//! Log store client boundary.
//!
//! This module contains:
//! - `StoreClient` trait: the wire-level operations against the external log
//! - `RecordStream` / `AckHandle` traits: subscription plumbing
//! - Persistent subscription settings and nack actions
//! - `InMemoryClient`: an in-process log honoring the same protocol
//! - `EventStoreDbClient`: the gRPC client (`eventstoredb` feature)
//!
//! Connection management, TLS and transport-level retries belong to the
//! concrete client and are not modelled here.

use std::sync::Arc;
use std::time::Duration;

use async_trait::async_trait;
use tracing::{error, info};
use uuid::Uuid;

use crate::config::StoreConfig;
use crate::record::{EventDescriptor, RawEventRecord};

pub mod memory;

#[cfg(feature = "eventstoredb")]
pub mod eventstoredb;

pub use memory::InMemoryClient;

#[cfg(feature = "eventstoredb")]
pub use eventstoredb::EventStoreDbClient;

/// Prefix of category projection streams (`$ce-{category}`).
pub const CATEGORY_STREAM_PREFIX: &str = "$ce-";

/// Build the category stream name for an aggregate type.
pub fn category_stream(category: &str) -> String {
    format!("{}{}", CATEGORY_STREAM_PREFIX, category)
}

// ============================================================================
// Errors
// ============================================================================

/// Result type for client operations.
pub type Result<T> = std::result::Result<T, ClientError>;

/// Errors surfaced by the wire client.
#[derive(Debug, Clone, PartialEq, Eq, thiserror::Error)]
pub enum ClientError {
    #[error("wrong expected version on '{stream}': expected {expected:?}, actual {actual:?}")]
    WrongExpectedVersion {
        stream: String,
        expected: ExpectedRevision,
        actual: Option<u64>,
    },

    #[error("stream '{0}' has been deleted")]
    StreamDeleted(String),

    #[error("persistent subscription '{group}' on '{stream}' not found")]
    SubscriptionNotFound { stream: String, group: String },

    #[error("connection failed: {0}")]
    Connection(String),

    #[error("subscription dropped: {0}")]
    SubscriptionDropped(String),
}

impl ClientError {
    /// Connection-level failures, which a supervisor may retry.
    pub fn is_connection_failure(&self) -> bool {
        matches!(
            self,
            ClientError::Connection(_) | ClientError::SubscriptionDropped(_)
        )
    }
}

// ============================================================================
// Protocol types
// ============================================================================

/// Optimistic concurrency expectation sent with an append.
#[derive(Debug, Copy, Clone, PartialEq, Eq)]
pub enum ExpectedRevision {
    /// Skip the check.
    Any,
    /// The stream must not exist yet.
    NoStream,
    /// The stream's last event must be at this revision.
    Exact(u64),
}

impl ExpectedRevision {
    /// Translate a stream version (count of events) into a wire revision.
    pub fn from_version(version: u64) -> Self {
        match version {
            0 => ExpectedRevision::NoStream,
            v => ExpectedRevision::Exact(v - 1),
        }
    }

    /// Whether the expectation holds for a stream at `version`.
    pub fn matches(self, version: u64) -> bool {
        match self {
            ExpectedRevision::Any => true,
            ExpectedRevision::NoStream => version == 0,
            ExpectedRevision::Exact(rev) => version == rev + 1,
        }
    }
}

/// What the store should do with a negatively acknowledged record.
#[derive(Debug, Copy, Clone, PartialEq, Eq)]
pub enum NackAction {
    /// Move the record to the parked queue for manual inspection.
    Park,
    /// Redeliver the record.
    Retry,
    /// Drop the record without processing.
    Skip,
    /// Stop the subscription connection.
    Stop,
}

/// Settings for a consumer group.
///
/// Acks must be flushed one at a time: with batching, acks queued client-side
/// but never sent look identical to events that were never received, and the
/// store redelivers them after `message_timeout`.
#[derive(Debug, Clone, PartialEq, Eq)]
pub struct PersistentSettings {
    /// Stream position the group starts from when first created.
    pub start_from: u64,
    pub min_checkpoint_count: u32,
    pub max_checkpoint_count: u32,
    pub message_timeout: Duration,
    /// Deliveries after which a record is parked instead of retried.
    pub max_retry_count: u32,
}

impl Default for PersistentSettings {
    fn default() -> Self {
        Self {
            start_from: 0,
            min_checkpoint_count: 1,
            max_checkpoint_count: 1,
            message_timeout: Duration::from_secs(30),
            max_retry_count: 10,
        }
    }
}

/// One record delivered by a subscription.
#[derive(Debug, Clone)]
pub struct Delivery {
    pub record: RawEventRecord,
    /// Position within the subscribed stream (differs from
    /// `record.stream_position` on category streams).
    pub position: u64,
    /// Identifier to hand back on ack/nack.
    pub ack_id: Uuid,
    pub retry_count: u32,
}

// ============================================================================
// Traits
// ============================================================================

/// A live stream of deliveries.
///
/// `Ok(None)` means the server ended the subscription cleanly; `Err` is a
/// connection-level failure.
#[async_trait]
pub trait RecordStream: Send {
    async fn next(&mut self) -> Result<Option<Delivery>>;
}

/// Ack/nack side of a persistent subscription connection.
#[async_trait]
pub trait AckHandle: Send + Sync {
    async fn ack(&self, ids: &[Uuid]) -> Result<()>;

    async fn nack(&self, ids: &[Uuid], action: NackAction, reason: &str) -> Result<()>;
}

/// A connected persistent subscription: its deliveries and its ack channel.
pub struct PersistentConnection {
    pub stream: Box<dyn RecordStream>,
    pub acks: Arc<dyn AckHandle>,
}

/// Wire client for the external log store.
///
/// Implementations:
/// - `InMemoryClient`: in-process log for standalone use and tests
/// - `EventStoreDbClient`: EventStoreDB / KurrentDB over gRPC
#[async_trait]
pub trait StoreClient: Send + Sync {
    /// Append events atomically. Returns the stream version after the append.
    async fn append_to_stream(
        &self,
        stream: &str,
        expected: ExpectedRevision,
        events: Vec<EventDescriptor>,
    ) -> Result<u64>;

    /// Read a stream (or category projection) from `from` to its end.
    async fn read_stream(&self, stream: &str, from: u64) -> Result<Vec<RawEventRecord>>;

    /// Current version of a stream; `None` when it has never been written.
    async fn stream_version(&self, stream: &str) -> Result<Option<u64>>;

    /// Hard-delete a stream, leaving a tombstone.
    async fn tombstone_stream(&self, stream: &str) -> Result<()>;

    /// Catch-up subscription: history from `from` (inclusive), then live.
    async fn subscribe_to_stream(
        &self,
        stream: &str,
        from: Option<u64>,
    ) -> Result<Box<dyn RecordStream>>;

    /// Create a consumer group. Idempotent when the group already exists.
    async fn create_persistent_subscription(
        &self,
        stream: &str,
        group: &str,
        settings: &PersistentSettings,
    ) -> Result<()>;

    /// Connect to an existing consumer group.
    async fn subscribe_to_persistent_subscription(
        &self,
        stream: &str,
        group: &str,
        buffer_size: usize,
    ) -> Result<PersistentConnection>;
}

/// Initialize a store client based on configuration.
pub async fn init_client(config: &StoreConfig) -> Result<Arc<dyn StoreClient>> {
    info!(store_type = %config.store_type, "Initializing store client");

    match config.store_type.as_str() {
        "memory" => Ok(Arc::new(InMemoryClient::new())),
        #[cfg(feature = "eventstoredb")]
        "eventstoredb" => Ok(Arc::new(EventStoreDbClient::new(
            &config.eventstoredb.connection_string,
        )?)),
        #[cfg(not(feature = "eventstoredb"))]
        "eventstoredb" => {
            error!("EventStoreDB client requested but 'eventstoredb' feature is not enabled");
            Err(ClientError::Connection(
                "eventstoredb feature not enabled".to_string(),
            ))
        }
        other => {
            error!(store_type = %other, "Unknown store type");
            Err(ClientError::Connection(format!(
                "unsupported store type: {other}"
            )))
        }
    }
}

** REQUIREMENT **
A full, exact repeat of the entries above is required.

** RESPONSE TO THIS TASK **
//! Log store client boundary.
//!
//! This module contains:
//! - `StoreClient` trait: the wire-level operations against the external log
//! - `RecordStream` / `AckHandle` traits: subscription plumbing
//! - Persistent subscription settings and nack actions
//! - `InMemoryClient`: an in-process log honoring the same protocol
//! - `EventStoreDbClient`: the gRPC client (`eventstoredb` feature)
//!
//! Connection management, TLS and transport-level retries belong to the
//! concrete client and are not modelled here.

use std::sync::Arc;
use std::time::Duration;

use async_trait::async_trait;
use tracing::{error, info};
use uuid::Uuid;

use crate::config::StoreConfig;
use crate::record::{EventDescriptor, RawEventRecord};

pub mod memory;

#[cfg(feature = "eventstoredb")]
pub mod eventstoredb;

pub use memory::InMemoryClient;

#[cfg(feature = "eventstoredb")]
pub use eventstoredb::EventStoreDbClient;

/// Prefix of category projection streams (`$ce-{category}`).
pub const CATEGORY_STREAM_PREFIX: &str = "$ce-";

/// Build the category stream name for an aggregate type.
pub fn category_stream(category: &str) -> String {
    format!("{}{}", CATEGORY_STREAM_PREFIX, category)
}

// ============================================================================
// Errors
// ============================================================================

/// Result type for client operations.
pub type Result<T> = std::result::Result<T, ClientError>;

/// Errors surfaced by the wire client.
#[derive(Debug, Clone, PartialEq, Eq, thiserror::Error)]
pub enum ClientError {
    #[error("wrong expected version on '{stream}': expected {expected:?}, actual {actual:?}")]
    WrongExpectedVersion {
        stream: String,
        expected: ExpectedRevision,
        actual: Option<u64>,
    },

    #[error("stream '{0}' has been deleted")]
    StreamDeleted(String),

    #[error("persistent subscription '{group}' on '{stream}' not found")]
    SubscriptionNotFound { stream: String, group: String },

    #[error("connection failed: {0}")]
    Connection(String),

    #[error("subscription dropped: {0}")]
    SubscriptionDropped(String),
}

impl ClientError {
    /// Connection-level failures, which a supervisor may retry.
    pub fn is_connection_failure(&self) -> bool {
        matches!(
            self,
            ClientError::Connection(_) | ClientError::SubscriptionDropped(_)
        )
    }
}

// ============================================================================
// Protocol types
// ============================================================================

/// Optimistic concurrency expectation sent with an append.
#[derive(Debug, Copy, Clone, PartialEq, Eq)]
pub enum ExpectedRevision {
    /// Skip the check.
    Any,
    /// The stream must not exist yet.
    NoStream,
    /// The stream's last event must be at this revision.
    Exact(u64),
}

impl ExpectedRevision {
    /// Translate a stream version (count of events) into a wire revision.
    pub fn from_version(version: u64) -> Self {
        match version {
            0 => ExpectedRevision::NoStream,
            v => ExpectedRevision::Exact(v - 1),
        }
    }

    /// Whether the expectation holds for a stream at `version`.
    pub fn matches(self, version: u64) -> bool {
        match self {
            ExpectedRevision::Any => true,
            ExpectedRevision::NoStream => version == 0,
            ExpectedRevision::Exact(rev) => version == rev + 1,
        }
    }
}

/// What the store should do with a negatively acknowledged record.
#[derive(Debug, Copy, Clone, PartialEq, Eq)]
pub enum NackAction {
    /// Move the record to the parked queue for manual inspection.
    Park,
    /// Redeliver the record.
    Retry,
    /// Drop the record without processing.
    Skip,
    /// Stop the subscription connection.
    Stop,
}

/// Settings for a consumer group.
///
/// Acks must be flushed one at a time: with batching, acks queued client-side
/// but never sent look identical to events that were never received, and the
/// store redelivers them after `message_timeout`.
#[derive(Debug, Clone, PartialEq, Eq)]
pub struct PersistentSettings {
    /// Stream position the group starts from when first created.
    pub start_from: u64,
    pub min_checkpoint_count: u32,
    pub max_checkpoint_count: u32,
    pub message_timeout: Duration,
    /// Deliveries after which a record is parked instead of retried.
    pub max_retry_count: u32,
}

impl Default for PersistentSettings {
    fn default() -> Self {
        Self {
            start_from: 0,
            min_checkpoint_count: 1,
            max_checkpoint_count: 1,
            message_timeout: Duration::from_secs(30),
            max_retry_count: 10,
        }
    }
}

/// One record delivered by a subscription.
#[derive(Debug, Clone)]
pub struct Delivery {
    pub record: RawEventRecord,
    /// Position within the subscribed stream (differs from
    /// `record.stream_position` on category streams).
    pub position: u64,
    /// Identifier to hand back on ack/nack.
    pub ack_id: Uuid,
    pub retry_count: u32,
}

// ============================================================================
// Traits
// ============================================================================

/// A live stream of deliveries.
///
/// `Ok(None)` means the server ended the subscription cleanly; `Err` is a
/// connection-level failure.
#[async_trait]
pub trait RecordStream: Send {
    async fn next(&mut self) -> Result<Option<Delivery>>;
}

/// Ack/nack side of a persistent subscription connection.
#[async_trait]
pub trait AckHandle: Send + Sync {
    async fn ack(&self, ids: &[Uuid]) -> Result<()>;

    async fn nack(&self, ids: &[Uuid], action: NackAction, reason: &str) -> Result<()>;
}

/// A connected persistent subscription: its deliveries and its ack channel.
pub struct PersistentConnection {
    pub stream: Box<dyn RecordStream>,
    pub acks: Arc<dyn AckHandle>,
}

/// Wire client for the external log store.
///
/// Implementations:
/// - `InMemoryClient`: in-process log for standalone use and tests
/// - `EventStoreDbClient`: EventStoreDB / KurrentDB over gRPC
#[async_trait]
pub trait StoreClient: Send + Sync {
    /// Append events atomically. Returns the stream version after the append.
    async fn append_to_stream(
        &self,
        stream: &str,
        expected: ExpectedRevision,
        events: Vec<EventDescriptor>,
    ) -> Result<u64>;

    /// Read a stream (or category projection) from `from` to its end.
    async fn read_stream(&self, stream: &str, from: u64) -> Result<Vec<RawEventRecord>>;

    /// Current version of a stream; `None` when it has never been written.
    async fn stream_version(&self, stream: &str) -> Result<Option<u64>>;

    /// Hard-delete a stream, leaving a tombstone.
    async fn tombstone_stream(&self, stream: &str) -> Result<()>;

    /// Catch-up subscription: history from `from` (inclusive), then live.
    async fn subscribe_to_stream(
        &self,
        stream: &str,
        from: Option<u64>,
    ) -> Result<Box<dyn RecordStream>>;

    /// Create a consumer group. Idempotent when the group already exists.
    async fn create_persistent_subscription(
        &self,
        stream: &str,
        group: &str,
        settings: &PersistentSettings,
    ) -> Result<()>;

    /// Connect to an existing consumer group.
    async fn subscribe_to_persistent_subscription(
        &self,
        stream: &str,
        group: &str,
        buffer_size: usize,
    ) -> Result<PersistentConnection>;
}

/// Initialize a store client based on configuration.
pub async fn init_client(config: &StoreConfig) -> Result<Arc<dyn StoreClient>> {
    info!(store_type = %config.store_type, "Initializing store client");

    match config.store_type.as_str() {
        "memory" => Ok(Arc::new(InMemoryClient::new())),
        #[cfg(feature = "eventstoredb")]
        "eventstoredb" => Ok(Arc::new(EventStoreDbClient::new(
            &config.eventstoredb.connection_string,
        )?)),
        #[cfg(not(feature = "eventstoredb"))]
        "eventstoredb" => {
            error!("EventStoreDB client requested but 'eventstoredb' feature is not enabled");
            Err(ClientError::Connection(
                "eventstoredb feature not enabled".to_string(),
            ))
        }
        other => {
            error!(store_type = %other, "Unknown store type");
            Err(ClientError::Connection(format!(
                "unsupported store type: {other}"
            )))
        }
    }
}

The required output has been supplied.